Chronodrive, quand récession rime avec campagne de recrutement

Malgré la récession engendrée par la pandémie de Covid-19, certaines entreprises continuent d’embaucher. C’est le cas des drives marchands, comme celui d’Auchan : Chronodrive.

« Au contraire d’autres entreprises, on a connu une affluence énorme ces derniers mois : on peut se permettre d’embaucher. L’activité est plus dense, donc on a besoin de plus de personnes », reconnaît Ophélie De Geitere, responsable de magasin dans la livraison et l’accueil au Chronodrive de Wasquehal – La Pilaterie. Le ballet constant des voitures nous le confirme.

Sur une équipe de 25 personnes, O. De Geitere explique avoir embauché au bas mot une vingtaine de personnes l’an passé. « Chez nous, il y a beaucoup de turnover. Comme nous embauchons des étudiants, beaucoup de personnes partent, viennent, partent… »

Les annonces de recrutement sont postées sur une plateforme en ligne, pratique pour s’adapter en temps réel aux besoins du magasin. Les entretiens d’embauche se déroulent toujours en personne, malgré la pandémie. Pour autant, les règles du gouvernement sont appliquées à la lettre : fermeture du magasin à 18 h, port du masque, respect de la distanciation sociale, désinfection régulière…

À Chronodrive, les principaux postes à pourvoir sont en CDD, même si des contrats à temps partiel et temps plein sont aussi proposés. Le profil type n’existe pas : certains collaborateurs avaient de l’expérience avant d’arriver sur le drive, d’autres non, certains parlent facilement, d’autres sont plus timides, plus réservés, d’autres encore ultra-énergiques… « La diversification de nos collaborations permet à nos équipes de très bien se porter », assure O. De Geitere.

Une situation économique défavorable ?

Pourtant, l’INSEE (Institut national de la statistique et des études économiques) a dévoilé que la France a connu la pire récession de son histoire en 2020, avec une chute de 8,3 % du PIB (produit intérieur brut).

Alexandre Delaigue, professeur d’économie à l’université de Lille, souligne que l’embauche en période de récession n’est pas exceptionnelle : « Dans une récession traditionnelle, on constate qu’en moyenne, 60 % des entreprises continuent d’embaucher comme si de rien n’était. » Pour lui, trois situations permettent d’expliquer ces créations d’emplois : embauches « normales », embauches liées aux circonstances (déplacement de l’activité et de la demande par exemple) et accélération des tendances.

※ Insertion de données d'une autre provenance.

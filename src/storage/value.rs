//! Typed values held by the store.
//!
//! A key maps to exactly one [`Value`]. Its shape is fixed by the operation
//! that created it; operations for another shape are rejected, never coerced.

use std::collections::{HashMap, HashSet, VecDeque};
use std::fmt;

/// A stored value, one variant per supported shape.
#[derive(Debug, Clone, PartialEq, Eq)]
pub enum Value {
    /// A plain string (`SET` / `GET`)
    String(String),
    /// A field → value map (`HSET` / `HGET` / `HGETALL`)
    Hash(HashMap<String, String>),
    /// An ordered sequence, head at index 0 (`LPUSH` / `RPOP`)
    List(VecDeque<String>),
    /// An unordered collection of unique members (`SADD` / `SMEMBERS`)
    Set(HashSet<String>),
}

impl Value {
    /// Returns the shape tag of this value.
    pub fn kind(&self) -> ValueKind {
        match self {
            Value::String(_) => ValueKind::String,
            Value::Hash(_) => ValueKind::Hash,
            Value::List(_) => ValueKind::List,
            Value::Set(_) => ValueKind::Set,
        }
    }
}

/// The shape of a stored value, without its contents.
#[derive(Debug, Clone, Copy, PartialEq, Eq, Hash)]
pub enum ValueKind {
    String,
    Hash,
    List,
    Set,
}

impl ValueKind {
    /// Lower-case name, as reported by the `TYPE` command.
    pub fn as_str(&self) -> &'static str {
        match self {
            ValueKind::String => "string",
            ValueKind::Hash => "hash",
            ValueKind::List => "list",
            ValueKind::Set => "set",
        }
    }
}

impl fmt::Display for ValueKind {
    fn fmt(&self, f: &mut fmt::Formatter<'_>) -> fmt::Result {
        f.write_str(self.as_str())
    }
}
//! The navigation stack and the input loop that drives its top context.

use std::sync::atomic::{AtomicU64, AtomicU8, Ordering};
use std::sync::{Arc, Mutex, MutexGuard};

use anyhow::Result;
use tokio::sync::Mutex as AsyncMutex;
use tokio_util::sync::CancellationToken;
use tracing::{debug, error};

use super::Context;
use crate::error::{is_cancellation, ViewError};
use crate::view::View;

#[derive(Debug, Clone, Copy, PartialEq, Eq, PartialOrd, Ord)]
#[repr(u8)]
pub enum Lifecycle {
    Created = 0,
    Started = 1,
    Stopping = 2,
    Stopped = 3,
}

impl Lifecycle {
    fn from_u8(value: u8) -> Self {
        match value {
            0 => Self::Created,
            1 => Self::Started,
            2 => Self::Stopping,
            _ => Self::Stopped,
        }
    }
}

/// A context on the stack together with its stop signal.
#[derive(Clone)]
pub struct ContextHandle {
    id: u64,
    token: CancellationToken,
    lifecycle: Arc<AtomicU8>,
    context: Arc<AsyncMutex<Context>>,
}

impl ContextHandle {
    fn new(id: u64, context: Context, token: CancellationToken) -> Self {
        Self {
            id,
            token,
            lifecycle: Arc::new(AtomicU8::new(Lifecycle::Created as u8)),
            context: Arc::new(AsyncMutex::new(context)),
        }
    }

    pub fn id(&self) -> u64 {
        self.id
    }

    pub fn lifecycle(&self) -> Lifecycle {
        Lifecycle::from_u8(self.lifecycle.load(Ordering::SeqCst))
    }

    pub fn token(&self) -> &CancellationToken {
        &self.token
    }

    async fn start(&self) -> Result<()> {
        let started = self.lifecycle.compare_exchange(
            Lifecycle::Created as u8,
            Lifecycle::Started as u8,
            Ordering::SeqCst,
            Ordering::SeqCst,
        );
        if started.is_err() {
            return Ok(());
        }
        let mut context = self.context.lock().await;
        if self.token.is_cancelled() {
            return Ok(());
        }
        context.start(&self.token).await
    }

    /// Signals the context to stop. Returns false when it was already stopping.
    pub fn stop(&self) -> bool {
        let transitioned = self
            .lifecycle
            .fetch_update(Ordering::SeqCst, Ordering::SeqCst, |current| {
                (current < Lifecycle::Stopping as u8).then_some(Lifecycle::Stopping as u8)
            })
            .is_ok();
        if transitioned {
            self.token.cancel();
            self.lifecycle.store(Lifecycle::Stopped as u8, Ordering::SeqCst);
        }
        transitioned
    }
}

/// Owns the stack of contexts; only the top one receives input.
pub struct State {
    view: Arc<dyn View>,
    stack: Mutex<Vec<ContextHandle>>,
    shutdown: CancellationToken,
    next_id: AtomicU64,
}

impl State {
    pub fn new(view: Arc<dyn View>) -> Arc<Self> {
        Arc::new(Self {
            view,
            stack: Mutex::new(Vec::new()),
            shutdown: CancellationToken::new(),
            next_id: AtomicU64::new(1),
        })
    }

    fn lock_stack(&self) -> MutexGuard<'_, Vec<ContextHandle>> {
        self.stack.lock().unwrap_or_else(|poisoned| poisoned.into_inner())
    }

    /// Starts `context` and makes it the top of the stack. The previous top
    /// stays started and resumes once this one is gone.
    pub async fn open(&self, context: Context) -> Result<ContextHandle> {
        let id = self.next_id.fetch_add(1, Ordering::SeqCst);
        let handle = ContextHandle::new(id, context, self.shutdown.child_token());
        if let Err(e) = handle.start().await {
            handle.stop();
            return Err(e);
        }
        self.lock_stack().push(handle.clone());
        if self.shutdown.is_cancelled() {
            self.shutdown();
        }
        debug!(context = id, depth = self.depth(), "context opened");
        Ok(handle)
    }

    /// Stops and pops the top context. Popping the root ends the session.
    pub fn back(&self) {
        let (popped, empty) = {
            let mut stack = self.lock_stack();
            let popped = stack.pop();
            (popped, stack.is_empty())
        };
        if let Some(handle) = popped {
            handle.stop();
            debug!(context = handle.id(), "context closed");
        }
        if empty {
            self.shutdown.cancel();
        }
    }

    /// Stops every context, top first, and ends the session.
    pub fn shutdown(&self) {
        self.shutdown.cancel();
        let drained: Vec<ContextHandle> = self.lock_stack().drain(..).rev().collect();
        for handle in drained {
            handle.stop();
        }
    }

    pub fn is_terminated(&self) -> bool {
        self.shutdown.is_cancelled()
    }

    pub fn depth(&self) -> usize {
        self.lock_stack().len()
    }

    pub fn top(&self) -> Option<ContextHandle> {
        self.lock_stack().last().cloned()
    }

    fn remove(&self, id: u64) {
        self.lock_stack().retain(|handle| handle.id() != id);
    }

    /// Feeds input lines to the top context until the stack is empty or the
    /// input ends.
    pub async fn run(&self) -> Result<()> {
        loop {
            let Some(handle) = self.top() else {
                break;
            };
            if handle.token().is_cancelled() {
                self.remove(handle.id());
                continue;
            }

            let mut context = handle.context.lock().await;
            let prompt = context.prompt();
            let input = match self.view.read_line(&prompt, &*context, handle.token()).await {
                Ok(input) => input,
                Err(ViewError::Cancelled) => continue,
                Err(ViewError::Closed) => {
                    self.shutdown();
                    break;
                }
                Err(e) => {
                    self.shutdown();
                    return Err(e.into());
                }
            };

            if let Err(e) = context.process(&input, handle.token()).await {
                self.report(&e, handle.token());
            }
        }
        debug!("session finished");
        Ok(())
    }

    fn report(&self, err: &anyhow::Error, token: &CancellationToken) {
        if is_cancellation(err) && token.is_cancelled() {
            debug!("command cancelled");
            return;
        }
        error!("command failed: {err:#}");
        self.view.write_line(&format!("Error: {err:#}"));
    }
}
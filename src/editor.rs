use std::io::Write;

use async_trait::async_trait;
use tokio_util::sync::CancellationToken;
use tracing::debug;
use zeroize::Zeroizing;

use crate::error::EditorError;

pub const EDITOR_VAR: &str = "EDITOR";

/// Resolves the editor command: explicit argument, then `$EDITOR`, then the
/// configured fallback.
pub fn resolve_program(explicit: &str, configured: Option<&str>) -> Result<String, EditorError> {
    let explicit = explicit.trim();
    if !explicit.is_empty() {
        return Ok(explicit.to_string());
    }
    if let Ok(from_env) = std::env::var(EDITOR_VAR) {
        if !from_env.trim().is_empty() {
            return Ok(from_env.trim().to_string());
        }
    }
    configured
        .map(str::trim)
        .filter(|c| !c.is_empty())
        .map(str::to_string)
        .ok_or(EditorError::NotConfigured)
}

/// Lets the user edit `content` in another program and returns the result.
#[async_trait]
pub trait Editor: Send + Sync {
    async fn edit(
        &self,
        program: &str,
        content: &str,
        token: &CancellationToken,
    ) -> Result<Zeroizing<String>, EditorError>;
}

/// Runs `program <tempfile>` and waits for it to exit. On cancellation the
/// editor process is killed and its output discarded.
#[derive(Debug, Default)]
pub struct ExternalEditor;

#[async_trait]
impl Editor for ExternalEditor {
    async fn edit(
        &self,
        program: &str,
        content: &str,
        token: &CancellationToken,
    ) -> Result<Zeroizing<String>, EditorError> {
        let mut file = tempfile::Builder::new().prefix("pwd-shell-").tempfile()?;
        file.write_all(content.as_bytes())?;
        file.flush()?;

        let mut words = program.split_whitespace();
        let executable = words.next().ok_or(EditorError::NotConfigured)?;
        let mut child = tokio::process::Command::new(executable)
            .args(words)
            .arg(file.path())
            .kill_on_drop(true)
            .spawn()
            .map_err(|source| EditorError::Start {
                program: executable.to_string(),
                source,
            })?;

        tokio::select! {
            _ = token.cancelled() => {
                child.kill().await.ok();
                return Err(EditorError::Cancelled);
            }
            status = child.wait() => {
                let status = status?;
                debug!(%status, "editor exited");
            }
        }

        let edited = tokio::fs::read_to_string(file.path()).await?;
        Ok(Zeroizing::new(edited))
    }
}
use std::fs;
use std::path::{Component, Path, PathBuf};
use std::time::Duration;

use anyhow::{anyhow, Result};
use serde::{Deserialize, Serialize};

use crate::clipboard::DEFAULT_CLEAR_AFTER;
use crate::storage::{atomic_write, restrict_dir, restrict_file};

pub const APP_DIR: &str = ".pwd-shell";
pub const CONFIG_FILE: &str = "config.json";
pub const REPOSITORY_DIR: &str = "repository";

fn default_clear_after_secs() -> u64 {
    DEFAULT_CLEAR_AFTER.as_secs()
}

#[derive(Serialize, Deserialize, Debug, Clone, PartialEq, Eq)]
pub struct Config {
    #[serde(default)]
    pub repository_dir: Option<PathBuf>,
    #[serde(default = "default_clear_after_secs")]
    pub clear_after_secs: u64,
    #[serde(default)]
    pub editor: Option<String>,
}

impl Default for Config {
    fn default() -> Self {
        Self {
            repository_dir: None,
            clear_after_secs: default_clear_after_secs(),
            editor: None,
        }
    }
}

/// Values the running session needs, after config and flags are merged.
#[derive(Debug, Clone)]
pub struct Settings {
    pub repository_dir: PathBuf,
    pub clear_after: Duration,
    pub editor: Option<String>,
}

pub fn default_base_dir() -> Result<PathBuf> {
    let home = dirs::home_dir().ok_or_else(|| anyhow!("Could not determine home directory"))?;
    Ok(home.join(APP_DIR))
}

pub fn config_path() -> Result<PathBuf> {
    Ok(default_base_dir()?.join(CONFIG_FILE))
}

pub fn load_config(path: &Path) -> Result<Config> {
    if !path.exists() {
        return Ok(Config::default());
    }
    let raw = fs::read_to_string(path)?;
    let cfg: Config = serde_json::from_str(&raw)
        .map_err(|e| anyhow!("Invalid config file {}: {e}", path.display()))?;
    Ok(cfg)
}

pub fn save_config(path: &Path, cfg: &Config) -> Result<()> {
    if let Some(parent) = path.parent() {
        if !parent.exists() {
            fs::create_dir_all(parent)?;
            restrict_dir(parent)?;
        }
    }
    let data = serde_json::to_string_pretty(cfg)?;
    atomic_write(path, data.as_bytes())?;
    restrict_file(path)?;
    Ok(())
}

pub fn validate_repository_dir(raw: &Path) -> Result<PathBuf> {
    if raw
        .components()
        .any(|c| matches!(c, Component::ParentDir))
    {
        return Err(anyhow!(
            "Repository path is invalid: parent traversal is not allowed"
        ));
    }
    Ok(raw.to_path_buf())
}

impl Config {
    /// Merges flags over the file values; `base_dir` anchors the default
    /// repository location.
    pub fn settings(
        &self,
        base_dir: &Path,
        repository_override: Option<&Path>,
        clear_after_override: Option<u64>,
    ) -> Result<Settings> {
        let repository_dir = match repository_override.or(self.repository_dir.as_deref()) {
            Some(dir) => validate_repository_dir(dir)?,
            None => base_dir.join(REPOSITORY_DIR),
        };
        Ok(Settings {
            repository_dir,
            clear_after: Duration::from_secs(clear_after_override.unwrap_or(self.clear_after_secs)),
            editor: self.editor.clone(),
        })
    }
}

pub fn ensure_repository_dir(dir: &Path) -> Result<()> {
    if !dir.exists() {
        fs::create_dir_all(dir)?;
    }
    restrict_dir(dir)?;
    Ok(())
}

#[cfg(test)]
mod tests {
    use super::*;
    use pretty_assertions::assert_eq;
    use tempfile::TempDir;

    #[test]
    fn missing_file_gives_defaults() {
        let dir = TempDir::new().unwrap();
        let cfg = load_config(&dir.path().join(CONFIG_FILE)).unwrap();
        assert_eq!(cfg, Config::default());
        assert_eq!(cfg.clear_after_secs, 5);
    }

    #[test]
    fn saved_config_loads_back() {
        let dir = TempDir::new().unwrap();
        let path = dir.path().join("nested").join(CONFIG_FILE);
        let cfg = Config {
            repository_dir: Some(PathBuf::from("/tmp/repo")),
            clear_after_secs: 9,
            editor: Some("vim".into()),
        };
        save_config(&path, &cfg).unwrap();
        assert_eq!(load_config(&path).unwrap(), cfg);
    }

    #[test]
    fn partial_file_uses_field_defaults() {
        let dir = TempDir::new().unwrap();
        let path = dir.path().join(CONFIG_FILE);
        fs::write(&path, r#"{"editor": "nano"}"#).unwrap();
        let cfg = load_config(&path).unwrap();
        assert_eq!(cfg.editor.as_deref(), Some("nano"));
        assert_eq!(cfg.clear_after_secs, 5);
    }

    #[test]
    fn flags_override_file() {
        let cfg = Config {
            repository_dir: Some(PathBuf::from("/data/a")),
            clear_after_secs: 5,
            editor: None,
        };
        let base = Path::new("/home/u/.pwd-shell");
        let settings = cfg.settings(base, Some(Path::new("/data/b")), Some(30)).unwrap();
        assert_eq!(settings.repository_dir, PathBuf::from("/data/b"));
        assert_eq!(settings.clear_after, Duration::from_secs(30));

        let settings = Config::default().settings(base, None, None).unwrap();
        assert_eq!(settings.repository_dir, base.join(REPOSITORY_DIR));
    }

    #[test]
    fn traversal_is_rejected() {
        assert!(validate_repository_dir(Path::new("/data/../etc")).is_err());
    }
}
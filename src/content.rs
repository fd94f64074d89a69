//! Helpers for record plaintext: the `key: value` convention, masking and
//! password generation.

use std::sync::LazyLock;

use rand::rngs::OsRng;
use rand::seq::SliceRandom;
use regex::Regex;
use serde_yaml::Value;

pub const MASK: &str = "************";
pub const GENERATED_PASSWORD_LEN: usize = 20;

static PASSWORD_LINE: LazyLock<Regex> = LazyLock::new(|| {
    Regex::new(r"password: [^\n\s]+").expect("mask pattern")
});

/// Replaces the value of every `password: <token>` line with [`MASK`].
pub fn obscure(content: &str) -> String {
    PASSWORD_LINE
        .replace_all(content, format!("password: {MASK}").as_str())
        .into_owned()
}

fn mapping(content: &str) -> Option<serde_yaml::Mapping> {
    match serde_yaml::from_str::<Value>(content).ok()? {
        Value::Mapping(map) => Some(map),
        _ => None,
    }
}

fn scalar(value: &Value) -> Option<String> {
    match value {
        Value::String(s) => Some(s.clone()),
        Value::Number(n) => Some(n.to_string()),
        Value::Bool(b) => Some(b.to_string()),
        _ => None,
    }
}

/// Value of the top level key `name` (case-insensitive), empty when absent.
pub fn field(content: &str, name: &str) -> String {
    let Some(map) = mapping(content) else {
        return String::new();
    };
    map.iter()
        .find(|(key, _)| scalar(key).is_some_and(|k| k.eq_ignore_ascii_case(name)))
        .and_then(|(_, value)| scalar(value))
        .unwrap_or_default()
}

/// Top level keys of the record, in document order.
pub fn field_names(content: &str) -> Vec<String> {
    mapping(content)
        .map(|map| map.keys().filter_map(scalar).collect())
        .unwrap_or_default()
}

/// Diagnostic for content that is not a well formed key-value document.
pub fn check(content: &str) -> Option<String> {
    if content.trim().is_empty() {
        return None;
    }
    match serde_yaml::from_str::<Value>(content) {
        Ok(Value::Mapping(_)) => None,
        Ok(_) => Some("The content is not a set of 'key: value' lines.".to_string()),
        Err(e) => Some(match e.location() {
            Some(loc) => format!("Line {}, column {}: {e}", loc.line(), loc.column()),
            None => e.to_string(),
        }),
    }
}

pub fn generate_password(len: usize) -> String {
    let target_len = len.max(12);
    let upper = b"ABCDEFGHJKLMNPQRSTUVWXYZ";
    let lower = b"abcdefghijkmnopqrstuvwxyz";
    let digits = b"23456789";
    let special = b"!@#$%^&*()-_=+[]{};,.?";

    let mut rng = OsRng;
    let mut chars: Vec<char> = [&upper[..], &lower[..], &digits[..], &special[..]]
        .iter()
        .filter_map(|set| set.choose(&mut rng))
        .map(|&b| b as char)
        .collect();

    let all: Vec<u8> = [&upper[..], &lower[..], &digits[..], &special[..]].concat();
    while chars.len() < target_len {
        match all.choose(&mut rng) {
            Some(&b) => chars.push(b as char),
            None => break,
        }
    }
    chars.shuffle(&mut rng);
    // a leading symbol could turn a `password: <value>` line into YAML syntax
    if let Some(pos) = chars.iter().position(|c| c.is_ascii_alphanumeric()) {
        chars.swap(0, pos);
    }
    chars.into_iter().collect()
}

#[cfg(test)]
mod tests {
    use super::*;
    use pretty_assertions::assert_eq;

    #[test]
    fn obscure_masks_password_token() {
        assert_eq!(obscure("password: secret123\n"), "password: ************\n");
        assert_eq!(
            obscure("user: bob\npassword: a\nurl: x\n"),
            "user: bob\npassword: ************\nurl: x\n"
        );
    }

    #[test]
    fn obscure_without_password_line_is_noop() {
        let content = "user: bob\nnote: nothing here\n";
        assert_eq!(obscure(content), content);
        assert_eq!(obscure(&obscure(content)), content);
        assert_eq!(obscure("password:\n"), "password:\n");
    }

    #[test]
    fn field_lookup_is_case_insensitive() {
        let content = "User: bob\npassword: hunter2\npin: 1234\n";
        assert_eq!(field(content, "user"), "bob");
        assert_eq!(field(content, "PASSWORD"), "hunter2");
        assert_eq!(field(content, "pin"), "1234");
        assert_eq!(field(content, "missing"), "");
        assert_eq!(field("not: [valid", "not"), "");
    }

    #[test]
    fn field_names_follow_document_order() {
        assert_eq!(field_names("b: 1\na: 2\n"), vec!["b", "a"]);
        assert!(field_names("just text").is_empty());
    }

    #[test]
    fn check_reports_malformed_content() {
        assert_eq!(check("user: bob\npassword: x\n"), None);
        assert_eq!(check(""), None);
        assert!(check("user: [unclosed\n").is_some());
        assert!(check("just a sentence").is_some());
    }

    #[test]
    fn generated_password_mixes_classes() {
        let pw = generate_password(GENERATED_PASSWORD_LEN);
        assert_eq!(pw.chars().count(), GENERATED_PASSWORD_LEN);
        assert!(pw.chars().any(|c| c.is_ascii_uppercase()));
        assert!(pw.chars().any(|c| c.is_ascii_lowercase()));
        assert!(pw.chars().any(|c| c.is_ascii_digit()));
        assert!(pw.starts_with(|c: char| c.is_ascii_alphanumeric()));
        assert_eq!(field(&format!("password: {pw}\n"), "password"), pw);
        assert_eq!(generate_password(3).chars().count(), 12);
    }
}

Il ajoute que certains des emplois risquent de disparaître à la fin de la crise sanitaire : « Actuellement, de nombreuses créations nettes d’emplois sont temporaires, parce que tout le monde voit la situation comme temporaire. Mais on peut aussi imaginer une pérennisation de certains postes par la suite : les consommateurs auront subi une sorte d’électrochoc et continueront d’utiliser ces services. »

A. Delaigue objecte tout de même des recrutements bien moins nombreux que les pertes d’activités ces derniers temps. D’une manière globale, l’emploi diminue assez largement.